Generators
January 16, 2018
Generators
A typical function has the following properties:
- execution starts at its first line and ends when it hits an exception, a
return
statement or reaches the end of the function (which is an implicit returnNone
) - it is forced to return all results at once
- once the function returns, it has no memory of the state of its local variables.
What then happens if we need a function to generate a list of values that is too large to store in memories? Python addresses this through its yield
keyword.
Simply, generators are functions that return an object on which we can call next()
. For each call, it returns some value until all values have been generated, after which it will raise a StopIteration
exception.
For a normal function, execution stops once it hits the first return
statement. Therefore, the function will never return ‘second’.
def normal_function():
return 'first'
return 'second'
print('Printing value from first iteration.')
func = normal_function()
print(func)
print()
print('Printing value from second iteration.')
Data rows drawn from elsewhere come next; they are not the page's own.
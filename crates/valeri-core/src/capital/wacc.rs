use rust_decimal::Decimal;
use rust_decimal_macros::dec;
use serde::{Deserialize, Serialize};
use std::time::Instant;

use crate::capital::CapitalStructure;
use crate::error::ValeriError;
use crate::types::{with_metadata, ComputationOutput, Rate};
use crate::ValeriResult;

/// Input parameters for a scenario's Weighted Average Cost of Capital.
#[derive(Debug, Clone, Serialize, Deserialize)]
pub struct WaccInput {
    /// Shared equity / debt split
    pub capital_structure: CapitalStructure,
    /// Required return on equity for this scenario
    pub equity_cost_rate: Rate,
    /// Interest rate on debt for this scenario
    pub debt_cost_rate: Rate,
}

/// Output of the WACC calculation.
#[derive(Debug, Clone, Serialize, Deserialize)]
pub struct WaccOutput {
    /// Weighted average cost of capital
    pub wacc: Rate,
    /// equity_ratio * equity_cost_rate
    pub equity_component: Rate,
    /// debt_ratio * debt_cost_rate
    pub debt_component: Rate,
}

/// Weighted Average Cost of Capital.
///
/// WACC = We * Re + Wd * Rd
///
/// No bounds checking: the weights and rates are trusted fractions.
pub fn compute_wacc(
    equity_ratio: Rate,
    debt_ratio: Rate,
    equity_cost_rate: Rate,
    debt_cost_rate: Rate,
) -> Rate {
    equity_ratio * equity_cost_rate + debt_ratio * debt_cost_rate
}

/// Validated WACC with the usual envelope and reasonableness warnings.
pub fn calculate_wacc(input: &WaccInput) -> ValeriResult<ComputationOutput<WaccOutput>> {
    let start = Instant::now();
    let mut warnings: Vec<String> = Vec::new();

    validate_wacc_input(input)?;

    let cs = &input.capital_structure;
    let weight_sum = cs.weight_sum();
    if (weight_sum - Decimal::ONE).abs() > dec!(0.01) {
        return Err(ValeriError::InvalidInput {
            field: "equity_ratio + debt_ratio".into(),
            reason: format!("Capital structure weights must sum to 1.0, got {weight_sum}"),
        });
    }

    let equity_component = cs.equity_ratio * input.equity_cost_rate;
    let debt_component = cs.debt_ratio * input.debt_cost_rate;
    let wacc = compute_wacc(
        cs.equity_ratio,
        cs.debt_ratio,
        input.equity_cost_rate,
        input.debt_cost_rate,
    );

    if wacc > dec!(0.20) {
        warnings.push(format!(
            "WACC of {wacc} exceeds 20%; check that rates were entered as fractions"
        ));
    }
    if input.debt_cost_rate > input.equity_cost_rate {
        warnings.push(format!(
            "Cost of debt ({}) exceeds cost of equity ({}); unusual for a going concern",
            input.debt_cost_rate, input.equity_cost_rate
        ));
    }

    let output = WaccOutput {
        wacc,
        equity_component,
        debt_component,
    };

    let elapsed = start.elapsed().as_micros() as u64;

    Ok(with_metadata(
        "WACC from capital structure weights",
        input,
        warnings,
        elapsed,
        output,
    ))
}

pub(crate) fn validate_wacc_input(input: &WaccInput) -> ValeriResult<()> {
    let cs = &input.capital_structure;
    if cs.equity_ratio < Decimal::ZERO || cs.equity_ratio > Decimal::ONE {
        return Err(ValeriError::InvalidInput {
            field: "equity_ratio".into(),
            reason: "Equity ratio must be between 0 and 1".into(),
        });
    }
    if cs.debt_ratio < Decimal::ZERO || cs.debt_ratio > Decimal::ONE {
        return Err(ValeriError::InvalidInput {
            field: "debt_ratio".into(),
            reason: "Debt ratio must be between 0 and 1".into(),
        });
    }
    if input.equity_cost_rate < Decimal::ZERO {
        return Err(ValeriError::InvalidInput {
            field: "equity_cost_rate".into(),
            reason: "Cost of equity cannot be negative".into(),
        });
    }
    if input.debt_cost_rate < Decimal::ZERO {
        return Err(ValeriError::InvalidInput {
            field: "debt_cost_rate".into(),
            reason: "Cost of debt cannot be negative".into(),
        });
    }
    Ok(())
}

#[cfg(test)]
mod tests {
    use super::*;
    use rust_decimal_macros::dec;

    fn sample_input() -> WaccInput {
        WaccInput {
            capital_structure: CapitalStructure::from_equity_percent(dec!(30)),
            equity_cost_rate: dec!(0.10),
            debt_cost_rate: dec!(0.05),
        }
    }

    #[test]
    fn test_basic_wacc() {
        let result = calculate_wacc(&sample_input()).unwrap();
        let out = &result.result;

        // 0.3 * 0.10 + 0.7 * 0.05 = 0.03 + 0.035 = 0.065
        assert_eq!(out.wacc, dec!(0.065));
        assert_eq!(out.equity_component, dec!(0.03));
        assert_eq!(out.debt_component, dec!(0.035));
        assert!(result.warnings.is_empty());
    }

    #[test]
    fn test_all_equity_returns_cost_of_equity() {
        assert_eq!(
            compute_wacc(Decimal::ONE, Decimal::ZERO, dec!(0.08), dec!(0.04)),
            dec!(0.08)
        );
    }

    #[test]
    fn test_all_debt_returns_cost_of_debt() {
        assert_eq!(
            compute_wacc(Decimal::ZERO, Decimal::ONE, dec!(0.08), dec!(0.04)),
            dec!(0.04)
        );
    }

    #[test]
    fn test_wacc_linear_in_equity_share() {
        let re = dec!(0.09);
        let rd = dec!(0.03);
        let at = |e: Decimal| compute_wacc(e, Decimal::ONE - e, re, rd);

        // Equal steps in equity share give equal steps in WACC.
        let step_low = at(dec!(0.25)) - at(dec!(0.0));
        let step_high = at(dec!(1.0)) - at(dec!(0.75));
        assert_eq!(step_low, step_high);
        assert_eq!(at(dec!(0.5)), (re + rd) / dec!(2));
    }

    #[test]
    fn test_wacc_weights_must_sum_to_one() {
        let mut input = sample_input();
        input.capital_structure = CapitalStructure::new(dec!(0.5), dec!(0.6));

        match calculate_wacc(&input).unwrap_err() {
            ValeriError::InvalidInput { field, .. } => assert!(field.contains("ratio")),
            e => panic!("Expected InvalidInput, got {e:?}"),
        }
    }

    #[test]
    fn test_negative_cost_rejected() {
        let mut input = sample_input();
        input.debt_cost_rate = dec!(-0.01);
        assert!(calculate_wacc(&input).is_err());
    }

    #[test]
    fn test_percent_entered_as_whole_number_warns() {
        let mut input = sample_input();
        input.equity_cost_rate = dec!(7.0);
        let result = calculate_wacc(&input).unwrap();
        assert!(result.warnings.iter().any(|w| w.contains("fractions")));
    }

    #[test]
    fn test_methodology_string() {
        let result = calculate_wacc(&sample_input()).unwrap();
        assert_eq!(result.methodology, "WACC from capital structure weights");
    }
}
same_func = normal_function()
print(same_func)
Printing value from first iteration.
first
Printing value from second iteration.
first
The first difference that you will notice for a generator object is when you print the variable it has been assigned to - it will not be printing the return value.
def generator_function():
yield 'first'
yield 'second'
gen = generator_function()
print(gen)
<generator object generator_function at 0x000002126EF6FBA0>
The first time that we call next
on the generator, it returns the value tied to the first yield
statement.
print(next(gen))
first
Notice that the function remembers where it last left off and it will return the value from the next yield
statement.
print(next(gen))
second
Once the function has run out of values to return, it will throw a StopIteration
exception.
try:
print(next(gen))
except StopIteration:
print('We have reached the end of the function.')
We have reached the end of the function.